In the 10 years since Woakes’ debut, he has twice previously been part of a successful Ashes team, victories to which he had contributed 14 runs and three wickets. He is a better cricketer than that, as he showed yesterday with a calmly deliberate unbeaten 32 to go with his half dozen important wickets.

There was a sense that a brief thrust might tilt things. Stokes, ever inventive, hazarded an experiment at number three by promoting Moeen, perhaps to cushion Brook, perhaps to introduce a disruptive left-hander, although Starc bowled him through a defence that gaped like Nigel Farage’s mouth.
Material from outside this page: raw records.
impl RequestService {
    /// Create a builder around the given upstream client
    #[must_use]
    pub fn builder(upstream: Arc<dyn UpstreamClient>) -> RequestServiceBuilder {
        RequestServiceBuilder::new(upstream)
    }

    /// Build a service from a loaded configuration
    #[must_use]
    pub fn from_config(config: &RelayConfig, upstream: Arc<dyn UpstreamClient>) -> Self {
        Self::builder(upstream)
            .cache_config(CacheConfig {
                enabled: config.cache.enabled,
                max_entries: config.cache.max_entries,
                default_ttl: config.cache.default_ttl,
                sweep_interval: config.cache.sweep_interval,
            })
            .retry_config(RetryConfig {
                max_retries: config.retry.max_retries,
                base_delay: config.retry.base_delay,
                max_jitter: config.retry.max_jitter,
            })
            .retry_enabled(config.retry.enabled)
            .stream_settings(config.stream.clone())
            .build()
    }

    /// Send a message list and wait for the complete response
    ///
    /// Consults the cache first when enabled; a hit returns immediately
    /// without touching the network. Misses go through the retry-wrapped
    /// upstream call and populate the cache on success.
    ///
    /// # Errors
    /// Returns the `ClassifiedError` for the final failure
    #[instrument(skip(self, messages, options), fields(model = %options.model))]
    pub async fn send_message(
        &self,
        messages: Vec<ChatMessage>,
        options: RequestOptions,
    ) -> Result<ChatResponse, ClassifiedError> {
        let started = Instant::now();
        let context = self.error_context("send_message", &options);

        let request = match self.build_request(&messages, &options) {
            Ok(request) => request,
            Err(err) => return Err(self.classifier.classify(err.to_string(), context)),
        };

        let key = self.cache_key(&messages, &options);
        if let Some(key) = &key {
            if let Some(response) = self.cache.get(key) {
                debug!(fingerprint = %key.fingerprint(), "Serving response from cache");
                self.stats.record_cache_hit();
                self.notify_tokens(options.session_id.as_deref(), &response.usage)
                    .await;
                return Ok(response);
            }
        }

        let policy = self.retry_policy(&options);
        let upstream = Arc::clone(&self.upstream);
        let request = Arc::new(request);
        let result = policy
            .execute(&context, |_attempt| {
                let upstream = Arc::clone(&upstream);
                let request = Arc::clone(&request);
                async move { upstream.complete(&request).await }
            })
            .await;

        match result {
            Ok(response) => {
                if let Some(key) = key {
                    self.cache.insert(key, response.clone(), options.cache_ttl);
                }
                self.stats.record_success(started.elapsed(), &response.usage);
                self.notify_tokens(options.session_id.as_deref(), &response.usage)
                    .await;
                Ok(response)
            }
            Err(err) => {
                self.stats.record_failure();
                self.notify_overflow(&options, &err).await;
                Err(err)
            }
        }
    }

    /// Send a message list and stream the response
    ///
    /// The yielded event sequence is identical whether served from cache or
    /// live: content chunks, a usage update, then a completion event. The
    /// stream is lazy and consumer-paced; dropping it before completion
    /// abandons the upstream stream and writes no cache entry.
    ///
    /// # Errors
    /// Returns the `ClassifiedError` when the stream cannot be established
    #[instrument(skip(self, messages, options), fields(model = %options.model))]
    pub async fn send_message_stream(
        &self,
        messages: Vec<ChatMessage>,
        options: RequestOptions,
    ) -> Result<EventStream, ClassifiedError> {
        let started = Instant::now();
        let context = self.error_context("send_message_stream", &options);

        let request = match self.build_request(&messages, &options) {
            Ok(request) => request,
            Err(err) => return Err(self.classifier.classify(err.to_string(), context)),
        };

        let key = self.cache_key(&messages, &options);
        if let Some(key) = &key {
            if let Some(response) = self.cache.get(key) {
                debug!(fingerprint = %key.fingerprint(), "Replaying response from cache");
                self.stats.record_cache_hit();
                self.notify_tokens(options.session_id.as_deref(), &response.usage)
                    .await;
                return Ok(self.replay_stream(response));
            }
        }

        let policy = self.retry_policy(&options);
        let upstream = Arc::clone(&self.upstream);
        let request = Arc::new(request);
        let established = policy
            .execute(&context, |_attempt| {
                let upstream = Arc::clone(&upstream);
                let request = Arc::clone(&request);
                async move { upstream.complete_stream(&request).await }
            })
            .await;

        match established {
            Ok(upstream_stream) => {
                Ok(self.relay_stream(upstream_stream, key, &options, context, started))
            }
            Err(err) => {
                self.stats.record_failure();
                self.notify_overflow(&options, &err).await;
                Err(err)
            }
        }
    }

    /// Synthesize a stream from a cached complete response
    fn replay_stream(&self, response: ChatResponse) -> EventStream {
        let chunk_chars = self.stream_settings.replay_chunk_chars;
        let delay = self.stream_settings.replay_delay;

        let stream = stream! {
            let chunks = chunk_text(&response.content, chunk_chars);
            let total = chunks.len();
            for (index, chunk) in chunks.into_iter().enumerate() {
                yield Ok(StreamEvent::Content(chunk));
                if index + 1 < total && !delay.is_zero() {
                    // Cosmetic pacing only; correctness never depends on it.
                    tokio::time::sleep(delay).await;
                }
            }
            yield Ok(StreamEvent::Usage(response.usage));
            yield Ok(StreamEvent::Completed(response));
        };
        Box::pin(stream)
    }

    /// Relay a live upstream stream, caching the assembled result on completion
    fn relay_stream(
        &self,
        mut upstream: relay_core::UpstreamStream,
        key: Option<CacheKey>,
        options: &RequestOptions,
        context: ErrorContext,
        started: Instant,
    ) -> EventStream {
        let cache = Arc::clone(&self.cache);
        let stats = Arc::clone(&self.stats);
        let observer = Arc::clone(&self.observer);
        let classifier = Arc::clone(&self.classifier);
        let model = options.model.clone();
        let session_id = options.session_id.clone();
        let cache_ttl = options.cache_ttl;

        let stream = try_stream! {
            let mut content = String::new();
            let mut usage = Usage::default();
            let mut finish_reason = None;

            while let Some(item) = upstream.next().await {
                match item {
                    Ok(chunk) => {
                        if let Some(text) = chunk.content {
                            content.push_str(&text);
                            yield StreamEvent::Content(text);
                        }
                        if let Some(chunk_usage) = chunk.usage {
                            usage = chunk_usage;
                            yield StreamEvent::Usage(chunk_usage);
                        }
                        if let Some(reason) = chunk.finish_reason {
                            finish_reason = Some(reason);
                        }
                    }
                    Err(err) => {
                        let classified = classifier.classify(err, context.clone());
                        stats.record_failure();
                        warn!(code = classified.code, "Upstream stream failed mid-flight");
                        Err(classified)?;
                    }
                }
            }

            let response = ChatResponse::builder()
                .model(model.clone())
                .content(content)
                .usage(usage)
                .finish_reason(finish_reason.unwrap_or(FinishReason::Stop))
                .build();

            // Only a fully relayed stream reaches this point; a dropped
            // consumer abandons the upstream stream and caches nothing.
            if let Some(key) = key {
                cache.insert(key, response.clone(), cache_ttl);
            }
            stats.record_success(started.elapsed(), &response.usage);
            if let Some(session_id) = session_id.as_deref() {
                if let Err(err) = observer.on_tokens(session_id, &response.usage).await {
                    warn!(session_id, error = %err, "Session token notification failed");
                }
            }

            yield StreamEvent::Completed(response);
        };
        Box::pin(stream)
    }

    fn build_request(
        &self,
        messages: &[ChatMessage],
        options: &RequestOptions,
    ) -> Result<ChatRequest, relay_core::ValidationError> {
        let mut builder = ChatRequest::builder()
            .model(options.model.clone())
            .messages(messages.to_vec());
        if let Some(temperature) = options.temperature {
            builder = builder.temperature(temperature);
        }
        if let Some(max_tokens) = options.max_tokens {
            builder = builder.max_tokens(max_tokens);
        }
        if let Some(prompt) = &options.system_prompt {
            builder = builder.system_prompt(prompt.clone());
        }
        builder.build()
    }

    fn cache_key(&self, messages: &[ChatMessage], options: &RequestOptions) -> Option<CacheKey> {
        (options.use_cache && self.cache.is_enabled()).then(|| {
            CacheKey::compute(
                messages,
                &options.model,
                options.temperature,
                options.system_prompt.as_deref(),
                options.max_tokens,
            )
        })
    }

    fn retry_policy(&self, options: &RequestOptions) -> RetryPolicy {
        let config = if options.auto_retry && self.retry_enabled {
            match options.retry {
                Some(retry) => RetryConfig {
                    max_retries: retry.max_retries,
                    base_delay: retry.base_delay,
                    max_jitter: self.retry_defaults.max_jitter,
                },
                None => self.retry_defaults,
            }
        } else {
            RetryConfig::no_retries()
        };
        RetryPolicy::new(config, Arc::clone(&self.classifier))
    }

    fn error_context(&self, operation: &str, options: &RequestOptions) -> ErrorContext {
        let mut context = ErrorContext::new(operation).with_model(options.model.clone());
        if let Some(session_id) = &options.session_id {
            context = context.with_session_id(session_id.clone());
        }
        if let Some(path) = &options.project_path {
            context = context.with_project_path(path.display().to_string());
        }
        context
    }

    async fn notify_tokens(&self, session_id: Option<&str>, usage: &Usage) {
        let Some(session_id) = session_id else {
            return;
        };
        if let Err(err) = self.observer.on_tokens(session_id, usage).await {
            warn!(session_id, error = %err, "Session token notification failed");
        }
    }

    async fn notify_overflow(&self, options: &RequestOptions, err: &ClassifiedError) {
        if err.category != ErrorCategory::ApiContextTooLong || !err.recoverable {
            return;
        }
        let Some(session_id) = options.session_id.as_deref() else {
            return;
        };
        if let Err(err) = self.observer.on_context_overflow(session_id).await {
            warn!(session_id, error = %err, "Context overflow notification failed");
        }
    }

    /// Snapshot of the aggregate service statistics
    #[must_use]
    pub fn stats(&self) -> ServiceStats {
        self.stats.snapshot(&self.cache.stats())
    }

    /// Snapshot of the cache's own statistics
    #[must_use]
    pub fn cache_analytics(&self) -> CacheStats {
        self.cache.stats()
    }

    /// The most frequently served cached requests
    #[must_use]
    pub fn popular_patterns(&self, limit: usize) -> Vec<CachePattern> {
        self.cache.popular_patterns(limit)
    }

    /// The most recent classified errors, newest first
    #[must_use]
    pub fn recent_errors(&self, n: usize) -> Vec<ClassifiedError> {
        self.classifier.recent(n)
    }

    /// Roll-up of the classifier's error history
    #[must_use]
    pub fn error_stats(&self) -> ErrorHistoryStats {
        self.classifier.history_stats()
    }

    /// Discard the classifier's error history
    pub fn clear_error_history(&self) {
        self.classifier.clear_history();
    }

    /// Clear the cache and zero all counters
    pub fn reset(&self) {
        self.cache.clear();
        self.stats.reset();
    }
}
England captain Ben Stokes speaks with man of the match Mark Wood.
England captain Ben Stokes speaks with man of the match Mark Wood.

Root aimed a wide drive at his first ball, and was fortunate enough to miss; Crawley made a wide drive at Starc, which Green might have caught in the gully but the heavier-set Marsh was a little slower to rise. In general, the fielding was first rate, the sweepers busy, the chases keen, the throws flat, and Labuschagne excelling in front of the wicket on the off side.

At two for 82, a replacement ball started to swing and bounce for Marsh, drew Crawley into an overeager drive and at last exposed Brook. He had emerged in the gloaming on the first night and looked a beat behind. Boland cut him in half with a delivery that jagged back, but he pilfered three boundaries, and a fourth when Starc offered width. Killer stat: nobody has got to 1000 Test runs faster in balls faced.

England looked well set up at lunch, but Starc came back up the hill to Stokes, where the bounce was a little less predictable and his effortless knots invaluable, producing what in its way a classic Starc wicket. I know, I know: a leg-side strangle. But here is Starc’s peculiar menace - that with his rapid, unpredictable, left-arm sling, he opens angles accessible really to nobody else in world cricket.

David Warner during Day four.
David Warner during Day four.

Bairstow played his second wretched, soft-headed drive of the match, this time connecting with the inside rather than the outside edge, and the match was back in the balance.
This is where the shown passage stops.